The PROMISE authors reported no difference in patient outcomes with either testing strategy, and positive tests of both types were more common in older patients: younger than age 65 years (10%), age 65-74 years (15%), and age 75 years and older (20%). However, when the results were stratified for age, there was a difference between the two types of tests. Lowenstern et al noted the extent of CAC increases with age, but is not related to outcome. Since all patients studied exhibited symptoms suggestive of myocardial ischemia, presumably most had coronary artery disease (CAD). Others have shown with serial CT imaging that increasing calcium over the years in those with baseline CAC detected is the norm despite risk factor control. Lowenstern et al suggested this may be part of the plaque stabilization process, and not necessarily a bad thing. For this reason, serial CT scans in those positive for calcium are not recommended. Thus, the results of the Lowenstern et al study, which showed the lack of predictive value of CT scans for CAD events in older individuals, is not surprising. Also, CTA is limited by dense calcium and atrial fibrillation, which are more common in older patients.

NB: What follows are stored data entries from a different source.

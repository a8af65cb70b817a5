//! Information endpoints used by the wall frontend

use axum::{extract::State, routing::get, Json, Router};
use axum_extra::extract::cookie::{Cookie, CookieJar};
use glacier_core::models::Principal;
use serde::Serialize;
use tracing::{debug, info};
use uuid::Uuid;

use crate::http::{AppError, AppResult, AppState};

/// Cookie carrying the wall's principal
pub const WALL_ID_COOKIE: &str = "wallId";

const WALL_ID_MAX_AGE_SECS: u64 = 30 * 24 * 60 * 60;

pub fn create_info_router() -> Router<AppState> {
    Router::new()
        .route("/rest/wall-id", get(wall_id))
        .route("/rest/mastodon-handle", get(mastodon_handle))
        .route("/rest/operator", get(operator))
        .route("/rest/subscriptions", get(subscriptions))
}

/// Non-empty wall id from the request cookies.
pub fn wall_id_from(jar: &CookieJar) -> Option<String> {
    jar.get(WALL_ID_COOKIE)
        .map(|cookie| cookie.value().trim().to_string())
        .filter(|id| !id.is_empty())
}

#[derive(Debug, Serialize)]
pub struct WallId {
    pub id: String,
}

/// Return the caller's wall id, issuing a fresh one when the cookie is absent.
pub async fn wall_id(jar: CookieJar) -> AppResult<(CookieJar, Json<WallId>)> {
    if let Some(id) = wall_id_from(&jar) {
        debug!(wall_id = %id, "Existing wall id");
        return Ok((jar, Json(WallId { id })));
    }

    let id = Uuid::new_v4().to_string();
    let cookie = Cookie::parse(format!(
        "{WALL_ID_COOKIE}={id}; Path=/; Max-Age={WALL_ID_MAX_AGE_SECS}"
    ))
    .map_err(|e| AppError::internal_server_error(format!("Failed to build cookie: {e}")))?;

    info!(wall_id = %id, "Issued new wall id");
    Ok((jar.add(cookie), Json(WallId { id })))
}

#[derive(Debug, Serialize)]
pub struct Handle {
    pub name: String,
}

pub async fn mastodon_handle(State(state): State<AppState>) -> Json<Handle> {
    Json(Handle {
        name: state.instance.handle.clone(),
    })
}

#[derive(Debug, Serialize)]
#[serde(rename_all = "camelCase")]
pub struct InstanceOperator {
    pub domain: String,
    pub operator_name: String,
    pub operator_street_and_number: String,
    pub operator_zipcode: String,
    pub operator_city: String,
    pub operator_country: String,
    pub operator_phone: String,
    pub operator_mail: String,
    pub operator_website: String,
}

pub async fn operator(State(state): State<AppState>) -> Json<InstanceOperator> {
    let instance = &state.instance;
    let operator = &instance.operator;
    Json(InstanceOperator {
        domain: instance.domain.clone(),
        operator_name: operator.name.clone(),
        operator_street_and_number: operator.street_and_number.clone(),
        operator_zipcode: operator.zipcode.clone(),
        operator_city: operator.city.clone(),
        operator_country: operator.country.clone(),
        operator_phone: operator.phone.clone(),
        operator_mail: operator.mail.clone(),
        operator_website: operator.website.clone(),
    })
}

/// Hashtags the caller's wall is subscribed to.
pub async fn subscriptions(
    State(state): State<AppState>,
    jar: CookieJar,
) -> AppResult<Json<Vec<String>>> {
    let id = wall_id_from(&jar).ok_or_else(|| AppError::bad_request("Missing wallId cookie"))?;
    let principal = Principal::new(id)?;

    let hashtags = state
        .registry
        .hashtags(principal.as_str())
        .into_iter()
        .map(|hashtag| hashtag.to_string())
        .collect();
    Ok(Json(hashtags))
}
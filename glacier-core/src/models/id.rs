use std::borrow::Borrow;

use serde::{Deserialize, Serialize};

use crate::{Error, Result};

/// Stable identifier of a client wall (one per browser, not per connection).
#[derive(Debug, Clone, PartialEq, Eq, Hash, Serialize, Deserialize)]
#[serde(transparent)]
pub struct Principal(String);

impl Principal {
    /// Validate and wrap a principal; blank values are rejected.
    pub fn new(id: impl Into<String>) -> Result<Self> {
        let id = id.into();
        if id.trim().is_empty() {
            return Err(Error::InvalidArgument(
                "principal must not be empty".to_string(),
            ));
        }
        Ok(Self(id))
    }

    #[must_use]
    pub fn as_str(&self) -> &str {
        &self.0
    }
}

impl std::fmt::Display for Principal {
    fn fmt(&self, f: &mut std::fmt::Formatter<'_>) -> std::fmt::Result {
        write!(f, "{}", self.0)
    }
}

impl Borrow<str> for Principal {
    fn borrow(&self) -> &str {
        &self.0
    }
}

impl TryFrom<String> for Principal {
    type Error = Error;

    fn try_from(s: String) -> Result<Self> {
        Self::new(s)
    }
}

/// Upstream topic filter. Case-significant, no normalisation is applied.
#[derive(Debug, Clone, PartialEq, Eq, Hash, Serialize, Deserialize)]
#[serde(transparent)]
pub struct Hashtag(String);

impl Hashtag {
    pub fn new(tag: impl Into<String>) -> Result<Self> {
        let tag = tag.into();
        if tag.trim().is_empty() {
            return Err(Error::InvalidArgument(
                "hashtag must not be empty".to_string(),
            ));
        }
        Ok(Self(tag))
    }

    #[must_use]
    pub fn as_str(&self) -> &str {
        &self.0
    }
}

impl std::fmt::Display for Hashtag {
    fn fmt(&self, f: &mut std::fmt::Formatter<'_>) -> std::fmt::Result {
        write!(f, "{}", self.0)
    }
}

impl Borrow<str> for Hashtag {
    fn borrow(&self) -> &str {
        &self.0
    }
}

impl TryFrom<String> for Hashtag {
    type Error = Error;

    fn try_from(s: String) -> Result<Self> {
        Self::new(s)
    }
}
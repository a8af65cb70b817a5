use std::sync::Arc;

use tracing::{info, warn};

use super::registry::SubscriptionRegistry;
use crate::models::{SubscriptionAck, TerminationAck};

/// Request-facing surface of the registry. Every call produces an acknowledgement;
/// failures are reported in the ack, never raised.
#[derive(Clone)]
pub struct SubscriptionControl {
    registry: Arc<SubscriptionRegistry>,
}

impl SubscriptionControl {
    #[must_use]
    pub const fn new(registry: Arc<SubscriptionRegistry>) -> Self {
        Self { registry }
    }

    pub fn subscribe(&self, principal: &str, hashtag: &str) -> SubscriptionAck {
        let result = self.registry.subscribe(principal, hashtag);
        let error = match result {
            Ok(()) => {
                info!(principal, hashtag, "Subscribed");
                None
            }
            Err(e) => {
                warn!(principal, hashtag, error = %e, "Subscribe rejected");
                Some(e.to_string())
            }
        };

        SubscriptionAck {
            hashtag: hashtag.to_string(),
            principal: principal.to_string(),
            subscribed: error.is_none(),
            error,
        }
    }

    pub fn unsubscribe(&self, principal: &str, hashtag: &str) -> TerminationAck {
        let error = match self.registry.terminate_subscription(principal, hashtag) {
            Ok(()) => {
                info!(principal, hashtag, "Unsubscribed");
                None
            }
            Err(e) if e.is_not_subscribed() => {
                info!(principal, hashtag, reason = %e, "Unsubscribe for a pair that is not subscribed");
                Some(e.to_string())
            }
            Err(e) => {
                warn!(principal, hashtag, error = %e, "Unsubscribe rejected");
                Some(e.to_string())
            }
        };

        TerminationAck {
            principal: principal.to_string(),
            hashtag: hashtag.to_string(),
            terminated: error.is_none(),
            error,
        }
    }

    #[must_use]
    pub fn registry(&self) -> &Arc<SubscriptionRegistry> {
        &self.registry
    }
}
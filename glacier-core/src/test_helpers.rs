//! In-memory collaborators for unit tests.

use async_trait::async_trait;
use http::header::X_FRAME_OPTIONS;
use http::{HeaderMap, HeaderValue};
use parking_lot::Mutex;

use crate::models::{Destination, Hashtag, OutboundNotification, UpstreamEvent};
use crate::upstream::{
    HashtagStream, HashtagStreaming, HeaderFetcher, NotificationPublisher, UpstreamSender,
};
use crate::{Error, Result};

/// Records every published notification with its rendered destination.
#[derive(Default)]
pub struct RecordingPublisher {
    sent: Mutex<Vec<(String, OutboundNotification)>>,
}

impl RecordingPublisher {
    pub fn sent(&self) -> Vec<(String, OutboundNotification)> {
        self.sent.lock().clone()
    }
}

impl NotificationPublisher for RecordingPublisher {
    fn publish(&self, destination: &Destination, notification: &OutboundNotification) {
        self.sent
            .lock()
            .push((destination.to_string(), notification.clone()));
    }
}

/// Returns the same headers for every URL, or fails every fetch.
///
/// With `denied_outside_embed` set, any URL not ending in `/embed` answers
/// `X-Frame-Options: DENY`, like a Mastodon status page.
pub struct StaticHeaderFetcher {
    headers: Option<HeaderMap>,
    denied_outside_embed: bool,
    calls: Mutex<Vec<String>>,
}

impl StaticHeaderFetcher {
    pub fn allow_all() -> Self {
        Self::with_headers(HeaderMap::new())
    }

    pub fn with_headers(headers: HeaderMap) -> Self {
        Self {
            headers: Some(headers),
            denied_outside_embed: false,
            calls: Mutex::default(),
        }
    }

    /// Status pages forbid framing, their `/embed` pages allow it.
    pub fn embed_only() -> Self {
        Self {
            headers: Some(HeaderMap::new()),
            denied_outside_embed: true,
            calls: Mutex::default(),
        }
    }

    pub fn failing() -> Self {
        Self {
            headers: None,
            denied_outside_embed: false,
            calls: Mutex::default(),
        }
    }

    pub fn calls(&self) -> Vec<String> {
        self.calls.lock().clone()
    }
}

#[async_trait]
impl HeaderFetcher for StaticHeaderFetcher {
    async fn fetch_headers(&self, url: &str) -> Result<HeaderMap> {
        self.calls.lock().push(url.to_string());
        if self.denied_outside_embed && !url.ends_with("/embed") {
            let mut denied = HeaderMap::new();
            denied.insert(X_FRAME_OPTIONS, HeaderValue::from_static("DENY"));
            return Ok(denied);
        }
        self.headers.clone().ok_or_else(|| Error::HeaderFetch {
            url: url.to_string(),
            reason: "connection refused".to_string(),
        })
    }
}

/// Hands out channel-backed streams and keeps the producing halves for the test to drive.
#[derive(Default)]
pub struct FakeStreaming {
    opened: Mutex<Vec<(Hashtag, UpstreamSender)>>,
}

impl FakeStreaming {
    pub fn open_count(&self) -> usize {
        self.opened.lock().len()
    }

    /// Producer of the most recently opened stream for `hashtag`.
    pub fn latest(&self, hashtag: &str) -> UpstreamSender {
        self.opened
            .lock()
            .iter()
            .rev()
            .find(|(tag, _)| tag.as_str() == hashtag)
            .map(|(_, tx)| tx.clone())
            .expect("no stream opened for hashtag")
    }

    /// Producers whose consumer has not closed the stream yet.
    pub fn live_count(&self) -> usize {
        self.opened
            .lock()
            .iter()
            .filter(|(_, tx)| !tx.is_closed())
            .count()
    }

    pub async fn emit(&self, hashtag: &str, event: UpstreamEvent) -> bool {
        let tx = self.latest(hashtag);
        tx.send(event).await
    }
}

impl HashtagStreaming for FakeStreaming {
    fn open_hashtag_stream(&self, hashtag: &Hashtag) -> HashtagStream {
        let (tx, stream) = HashtagStream::channel(16);
        self.opened.lock().push((hashtag.clone(), tx));
        stream
    }
}
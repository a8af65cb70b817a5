//! Subscription registry
//!
//! Owns one listener task per (principal, hashtag) pair. Each listener opens its own upstream
//! stream, drives a dedicated [`EventRelay`] and stops when its cancellation token fires.
//!
//! All mutations of a principal's subscription set happen under that principal's map entry,
//! so concurrent subscribe/terminate calls for the same pair are linearizable.

use std::collections::HashMap;
use std::sync::atomic::{AtomicU64, Ordering};
use std::sync::{Arc, Weak};

use dashmap::DashMap;
use tokio::time::{Duration, Instant};
use tokio_util::sync::CancellationToken;
use tracing::{debug, info, warn};

use super::reconciler::SubscriptionReaper;
use super::relay::{EventRelay, RelayContext, RelayOutcome};
use crate::models::{Hashtag, Principal};
use crate::upstream::{HashtagStream, HashtagStreaming};
use crate::{Error, Result};

/// A listener that fails sooner than this after starting counts as a rapid restart.
const RAPID_RESTART: Duration = Duration::from_secs(30);

/// While restarts keep failing rapidly, only every n-th one is logged at warn.
const RESTART_WARN_EVERY: u32 = 100;

/// Live subscription: the listener generation and its cancellation token.
struct SubscriptionHandle {
    generation: u64,
    cancel: CancellationToken,
    started: Instant,
    /// Rapid restarts in a row that led to this listener
    consecutive_restarts: u32,
}

pub struct SubscriptionRegistry {
    /// principal -> hashtag -> handle. Principals without subscriptions are removed.
    subscriptions: DashMap<Principal, HashMap<Hashtag, SubscriptionHandle>>,
    next_generation: AtomicU64,
    streaming: Arc<dyn HashtagStreaming>,
    relay: RelayContext,
    shutdown: CancellationToken,
    this: Weak<Self>,
}

impl SubscriptionRegistry {
    #[must_use]
    pub fn new(streaming: Arc<dyn HashtagStreaming>, relay: RelayContext) -> Arc<Self> {
        Arc::new_cyclic(|this| Self {
            subscriptions: DashMap::new(),
            next_generation: AtomicU64::new(1),
            streaming,
            relay,
            shutdown: CancellationToken::new(),
            this: this.clone(),
        })
    }

    /// Subscribe `principal` to `hashtag`. Subscribing an existing pair is a no-op.
    pub fn subscribe(&self, principal: &str, hashtag: &str) -> Result<()> {
        let principal = Principal::new(principal)?;
        let hashtag = Hashtag::new(hashtag)?;

        if self.shutdown.is_cancelled() {
            return Err(Error::Internal("subscription registry is shut down".to_string()));
        }

        let mut entry = self.subscriptions.entry(principal.clone()).or_default();
        if entry.contains_key(&hashtag) {
            debug!(principal = %principal, hashtag = %hashtag, "Already subscribed");
            return Ok(());
        }

        // the handle is stored before the entry lock is released, so the listener is always
        // findable by terminate
        let handle = self.start_listener(&principal, &hashtag);
        info!(
            principal = %principal,
            hashtag = %hashtag,
            generation = handle.generation,
            "Subscription created"
        );
        entry.insert(hashtag, handle);
        Ok(())
    }

    /// Terminate one subscription and close its upstream stream.
    pub fn terminate_subscription(&self, principal: &str, hashtag: &str) -> Result<()> {
        let principal = Principal::new(principal)?;
        let hashtag = Hashtag::new(hashtag)?;

        {
            let Some(mut entry) = self.subscriptions.get_mut(&principal) else {
                return Err(Error::UnknownPrincipal(principal.to_string()));
            };
            if entry.is_empty() {
                return Err(Error::UnknownPrincipal(principal.to_string()));
            }
            let Some(handle) = entry.remove(&hashtag) else {
                return Err(Error::UnknownSubscription {
                    principal: principal.to_string(),
                    hashtag: hashtag.to_string(),
                });
            };
            handle.cancel.cancel();
        }

        self.subscriptions
            .remove_if(&principal, |_, subscriptions| subscriptions.is_empty());
        info!(principal = %principal, hashtag = %hashtag, "Subscription terminated");
        Ok(())
    }

    /// Terminate every subscription of `principal`. Returns how many were cancelled.
    pub fn terminate_all_subscriptions(&self, principal: &Principal) -> usize {
        let Some((_, subscriptions)) = self.subscriptions.remove(principal) else {
            debug!(principal = %principal, "No subscriptions to terminate");
            return 0;
        };

        for handle in subscriptions.values() {
            handle.cancel.cancel();
        }
        info!(
            principal = %principal,
            count = subscriptions.len(),
            "All subscriptions terminated"
        );
        subscriptions.len()
    }

    #[must_use]
    pub fn has_subscriptions(&self, principal: &str) -> bool {
        self.subscriptions
            .get(principal)
            .is_some_and(|subscriptions| !subscriptions.is_empty())
    }

    #[must_use]
    pub fn is_subscribed(&self, principal: &str, hashtag: &str) -> bool {
        self.subscriptions
            .get(principal)
            .is_some_and(|subscriptions| subscriptions.contains_key(hashtag))
    }

    #[must_use]
    pub fn subscription_count(&self, principal: &str) -> usize {
        self.subscriptions
            .get(principal)
            .map_or(0, |subscriptions| subscriptions.len())
    }

    /// Hashtags `principal` is subscribed to, sorted.
    #[must_use]
    pub fn hashtags(&self, principal: &str) -> Vec<Hashtag> {
        let mut hashtags: Vec<Hashtag> = self
            .subscriptions
            .get(principal)
            .map(|subscriptions| subscriptions.keys().cloned().collect())
            .unwrap_or_default();
        hashtags.sort_by(|a, b| a.as_str().cmp(b.as_str()));
        hashtags
    }

    /// Total number of live subscriptions across all principals.
    #[must_use]
    pub fn total_subscriptions(&self) -> usize {
        self.subscriptions.iter().map(|entry| entry.len()).sum()
    }

    /// Cancel every listener and refuse new subscriptions.
    pub fn shutdown(&self) {
        self.shutdown.cancel();
        let total = self.total_subscriptions();
        self.subscriptions.clear();
        info!(subscriptions = total, "Subscription registry shut down");
    }

    fn start_listener(&self, principal: &Principal, hashtag: &Hashtag) -> SubscriptionHandle {
        let generation = self.next_generation.fetch_add(1, Ordering::Relaxed);
        let cancel = self.shutdown.child_token();

        let relay = EventRelay::new(
            principal.clone(),
            hashtag.clone(),
            self.relay.clone(),
            cancel.clone(),
        );
        let stream = self.streaming.open_hashtag_stream(hashtag);
        tokio::spawn(listen(
            self.this.clone(),
            stream,
            relay,
            generation,
            cancel.clone(),
        ));

        SubscriptionHandle {
            generation,
            cancel,
            started: Instant::now(),
            consecutive_restarts: 0,
        }
    }

    /// Replace the listener of `generation` with a fresh one.
    ///
    /// A no-op when the pair was terminated or already replaced in the meantime, so one
    /// failure never produces two listeners.
    fn restart(&self, principal: &Principal, hashtag: &Hashtag, generation: u64) {
        if self.shutdown.is_cancelled() {
            return;
        }

        let Some(mut entry) = self.subscriptions.get_mut(principal) else {
            debug!(principal = %principal, hashtag = %hashtag, "Subscription gone; not restarting");
            return;
        };
        let consecutive_restarts = match entry.get(hashtag) {
            Some(current) if current.generation == generation => {
                if current.started.elapsed() < RAPID_RESTART {
                    current.consecutive_restarts + 1
                } else {
                    1
                }
            }
            _ => {
                debug!(principal = %principal, hashtag = %hashtag, "Subscription replaced; not restarting");
                return;
            }
        };

        let mut handle = self.start_listener(principal, hashtag);
        handle.consecutive_restarts = consecutive_restarts;
        if consecutive_restarts == 1 || consecutive_restarts % RESTART_WARN_EVERY == 0 {
            warn!(
                principal = %principal,
                hashtag = %hashtag,
                generation = handle.generation,
                consecutive_restarts,
                "Subscription restarted"
            );
        } else {
            debug!(
                principal = %principal,
                hashtag = %hashtag,
                generation = handle.generation,
                consecutive_restarts,
                "Subscription restarted again"
            );
        }
        if let Some(previous) = entry.insert(hashtag.clone(), handle) {
            previous.cancel.cancel();
        }
    }
}

#[cfg(test)]
impl SubscriptionRegistry {
    fn consecutive_restarts(&self, principal: &str, hashtag: &str) -> Option<u32> {
        self.subscriptions
            .get(principal)
            .and_then(|subscriptions| subscriptions.get(hashtag).map(|h| h.consecutive_restarts))
    }
}

impl SubscriptionReaper for SubscriptionRegistry {
    fn terminate_all_subscriptions(&self, principal: &Principal) -> usize {
        Self::terminate_all_subscriptions(self, principal)
    }
}

/// Pump upstream events into `relay` in delivery order until cancelled.
async fn listen(
    registry: Weak<SubscriptionRegistry>,
    mut stream: HashtagStream,
    relay: EventRelay,
    generation: u64,
    cancel: CancellationToken,
) {
    debug!(
        principal = %relay.principal(),
        hashtag = %relay.hashtag(),
        generation,
        "Listener started"
    );

    let restart = loop {
        let event = tokio::select! {
            biased;
            () = cancel.cancelled() => break false,
            event = stream.next() => event,
        };

        let Some(event) = event else {
            warn!(
                principal = %relay.principal(),
                hashtag = %relay.hashtag(),
                "Upstream stream ended"
            );
            break true;
        };

        let outcome = tokio::select! {
            biased;
            () = cancel.cancelled() => break false,
            outcome = relay.relay(event) => outcome,
        };
        if outcome == RelayOutcome::Restart {
            break true;
        }
    };

    stream.close();
    debug!(
        principal = %relay.principal(),
        hashtag = %relay.hashtag(),
        generation,
        "Listener stopped"
    );

    if restart && !cancel.is_cancelled() {
        if let Some(registry) = registry.upgrade() {
            registry.restart(relay.principal(), relay.hashtag(), generation);
        }
    }
}
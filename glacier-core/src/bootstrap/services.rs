//! Service initialization and dependency injection

use std::sync::Arc;

use anyhow::Context;
use tracing::info;

use crate::{
    service::{
        DisconnectReconciler, RelayContext, RelaySettings, SubscriptionControl,
        SubscriptionRegistry,
    },
    upstream::{HashtagStreaming, HeaderFetcher, HttpHeaderFetcher, MastodonStreaming, NotificationPublisher},
    Config,
};

/// Container for all initialized services
#[derive(Clone)]
pub struct Services {
    /// Live upstream subscriptions
    pub registry: Arc<SubscriptionRegistry>,
    /// Subscribe/unsubscribe with acknowledgements
    pub control: SubscriptionControl,
    /// Disconnect grace period handling
    pub reconciler: Arc<DisconnectReconciler>,
}

impl Services {
    /// Stop all listeners and pending timers.
    pub fn shutdown(&self) {
        self.reconciler.shutdown();
        self.registry.shutdown();
    }
}

/// Initialize the core services against the real Mastodon instance.
///
/// `publisher` is the transport that delivers notifications to connected walls.
pub fn init_services(
    config: &Config,
    publisher: Arc<dyn NotificationPublisher>,
) -> anyhow::Result<Services> {
    info!(instance = %config.mastodon.instance, "Initializing services...");

    let headers: Arc<dyn HeaderFetcher> = Arc::new(
        HttpHeaderFetcher::from_config(&config.mastodon, &config.glacier)
            .context("Failed to build header fetcher")?,
    );
    let streaming: Arc<dyn HashtagStreaming> = Arc::new(MastodonStreaming::new(&config.mastodon));

    build_services(config, streaming, headers, publisher)
}

/// Wire the services around the given upstream capabilities.
pub fn build_services(
    config: &Config,
    streaming: Arc<dyn HashtagStreaming>,
    headers: Arc<dyn HeaderFetcher>,
    publisher: Arc<dyn NotificationPublisher>,
) -> anyhow::Result<Services> {
    let settings = RelaySettings::new(&config.glacier.domain, &config.mastodon.handle)
        .context("Invalid relay settings")?;
    let registry = SubscriptionRegistry::new(streaming, RelayContext::new(settings, headers, publisher));
    let reconciler = Arc::new(DisconnectReconciler::new(
        registry.clone(),
        config.glacier.disconnect_grace(),
    ));
    let control = SubscriptionControl::new(Arc::clone(&registry));

    info!(
        grace_secs = config.glacier.disconnect_grace_seconds,
        domain = %config.glacier.domain,
        "Services initialized"
    );

    Ok(Services {
        registry,
        control,
        reconciler,
    })
}
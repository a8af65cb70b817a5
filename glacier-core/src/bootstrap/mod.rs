//! Bootstrap module for initializing the Glacier server
//!
//! This module handles:
//! - Configuration loading
//! - Service initialization and dependency injection

pub mod config;
pub mod services;

pub use config::load_config;
pub use services::{init_services, Services};
//! Iframe embeddability of a remote page, decided from its response headers.
//!
//! Precedence:
//! 1. `Content-Security-Policy` with a `frame-ancestors` directive decides alone.
//! 2. Otherwise `X-Frame-Options` decides; unrecognised values deny.
//! 3. Otherwise the page is embeddable.

use http::header::{CONTENT_SECURITY_POLICY, X_FRAME_OPTIONS};
use http::HeaderMap;

/// Which header produced the decision.
#[derive(Debug, Clone, PartialEq, Eq)]
pub enum PolicyEvidence {
    FrameAncestors { sources: Vec<String> },
    XFrameOptions { value: String },
    NoPolicy,
}

#[derive(Debug, Clone, PartialEq, Eq)]
pub struct EmbedDecision {
    pub embeddable: bool,
    pub evidence: PolicyEvidence,
}

impl EmbedDecision {
    const fn new(embeddable: bool, evidence: PolicyEvidence) -> Self {
        Self {
            embeddable,
            evidence,
        }
    }
}

/// Decide whether a page with `headers` may be framed by pages served from `domain`.
#[must_use]
pub fn evaluate(headers: &HeaderMap, domain: &str) -> EmbedDecision {
    let domain = normalize_domain(domain);

    if let Some(sources) = frame_ancestors(headers) {
        let embeddable = sources.iter().any(|s| source_matches(s, &domain));
        return EmbedDecision::new(embeddable, PolicyEvidence::FrameAncestors { sources });
    }

    if let Some(value) = x_frame_options(headers) {
        let embeddable = x_frame_options_allows(&value);
        return EmbedDecision::new(embeddable, PolicyEvidence::XFrameOptions { value });
    }

    EmbedDecision::new(true, PolicyEvidence::NoPolicy)
}

/// Source list of the `frame-ancestors` directive in the first non-empty CSP value.
fn frame_ancestors(headers: &HeaderMap) -> Option<Vec<String>> {
    let policy = headers
        .get(CONTENT_SECURITY_POLICY)?
        .to_str()
        .ok()
        .filter(|p| !p.trim().is_empty())?;

    policy.split(';').find_map(|directive| {
        let mut tokens = directive.split_ascii_whitespace();
        let name = tokens.next()?;
        name.eq_ignore_ascii_case("frame-ancestors")
            .then(|| tokens.map(str::to_string).collect())
    })
}

/// All `X-Frame-Options` values joined; `None` when the header is absent.
fn x_frame_options(headers: &HeaderMap) -> Option<String> {
    let values: Vec<&str> = headers
        .get_all(X_FRAME_OPTIONS)
        .iter()
        .map(|v| v.to_str().unwrap_or("<non-ascii>"))
        .collect();
    if values.is_empty() {
        None
    } else {
        Some(values.join(", "))
    }
}

fn x_frame_options_allows(value: &str) -> bool {
    let tokens: Vec<&str> = value
        .split(|c: char| c == ',' || c == ';' || c.is_whitespace())
        .filter(|t| !t.is_empty())
        .collect();

    // exactly one recognised token, anything else fails closed
    match tokens.as_slice() {
        [token] => token.eq_ignore_ascii_case("ALLOWALL"),
        _ => false,
    }
}

fn source_matches(source: &str, domain: &str) -> bool {
    let source = source.to_ascii_lowercase();

    if source == "*" || source == "http:" || source == "https:" {
        return true;
    }
    // 'none', 'self' and other keywords never name our domain
    if source.starts_with('\'') {
        return false;
    }

    let rest = source
        .strip_prefix("https://")
        .or_else(|| source.strip_prefix("http://"))
        .unwrap_or(&source);
    if rest.contains("://") || rest.ends_with(':') {
        return false;
    }

    let host_port = rest.split('/').next().unwrap_or_default();
    let (host, port) = match host_port.rsplit_once(':') {
        Some((host, port)) => (host, Some(port)),
        None => (host_port, None),
    };
    if port.is_some_and(|p| !matches!(p, "80" | "443" | "*")) {
        return false;
    }

    host_matches(host, domain)
}

fn host_matches(pattern: &str, domain: &str) -> bool {
    if pattern == domain {
        return true;
    }
    pattern
        .strip_prefix("*.")
        .is_some_and(|suffix| domain.ends_with(&format!(".{suffix}")))
}

/// Reduce a configured domain to a bare lower-case host.
fn normalize_domain(domain: &str) -> String {
    let domain = domain.trim().to_ascii_lowercase();
    let rest = domain
        .strip_prefix("https://")
        .or_else(|| domain.strip_prefix("http://"))
        .unwrap_or(&domain);
    let host_port = rest.split('/').next().unwrap_or_default();
    host_port
        .split_once(':')
        .map_or(host_port, |(host, _)| host)
        .to_string()
}
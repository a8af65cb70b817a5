//! Core of the Glacier hashtag wall relay.
//!
//! - [`service::SubscriptionRegistry`] keeps one upstream listener per (wall, hashtag)
//! - [`service::EventRelay`] turns upstream events into notifications, gated by the
//!   embeddability policy in [`service::embed_policy`]
//! - [`service::DisconnectReconciler`] reclaims subscriptions of walls that stay disconnected

pub mod bootstrap;
pub mod config;
pub mod error;
pub mod logging;
pub mod models;
pub mod service;
pub mod upstream;

#[cfg(test)]
pub mod test_helpers;

pub use config::Config;
pub use error::{Error, Result};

On the other hand, a positive functional stress test did predict events in older patients, but not younger patients; this dichotomy is unclear. Perhaps younger symptomatic patients have a lower prevalence of CAD, which could lead to more false-positive functional tests. That CTA and CAC were predictive of events in younger patients may be related to the higher certainty of the diagnosis of coronary artery atherosclerosis. These results are important because the next step in the evaluation of the symptomatic patient with a positive test usually is invasive coronary angiography and possibly a percutaneous coronary intervention or bypass surgery. Thus, it is important to pick the most accurate test for each patient.

This analysis of PROMISE by age suggests that in those < age 65 years, a coronary CT may be a good test if the resting heart rhythm is sinus with a rate < 70 beats per minute. In those > age 65 years, a functional test would be better. Since the type of functional test was selected by each physician and not randomized, no recommendation on the type of test can be made based on this study.

There were limitations. Although this analysis by age was a prespecified subgroup, age was not included in the randomization scheme; technically, these results are hypothesis-generating. Also, the group of patients > age 75 years was small. The follow-up was short and there were few events: 1% in the < age 65 years patients, 2% in age 65-74 years patients, and 3% in the ≥ age 75 years group. The distribution of stress test type by age was not uniform, since nuclear perfusion studies, especially with pharmacologic stress, were deployed more commonly in the elderly. The guidelines recommend CT studies in intermediate risk patients, but this study suggests stratification by age is important, with functional stress tests preferred in those > age 65 years.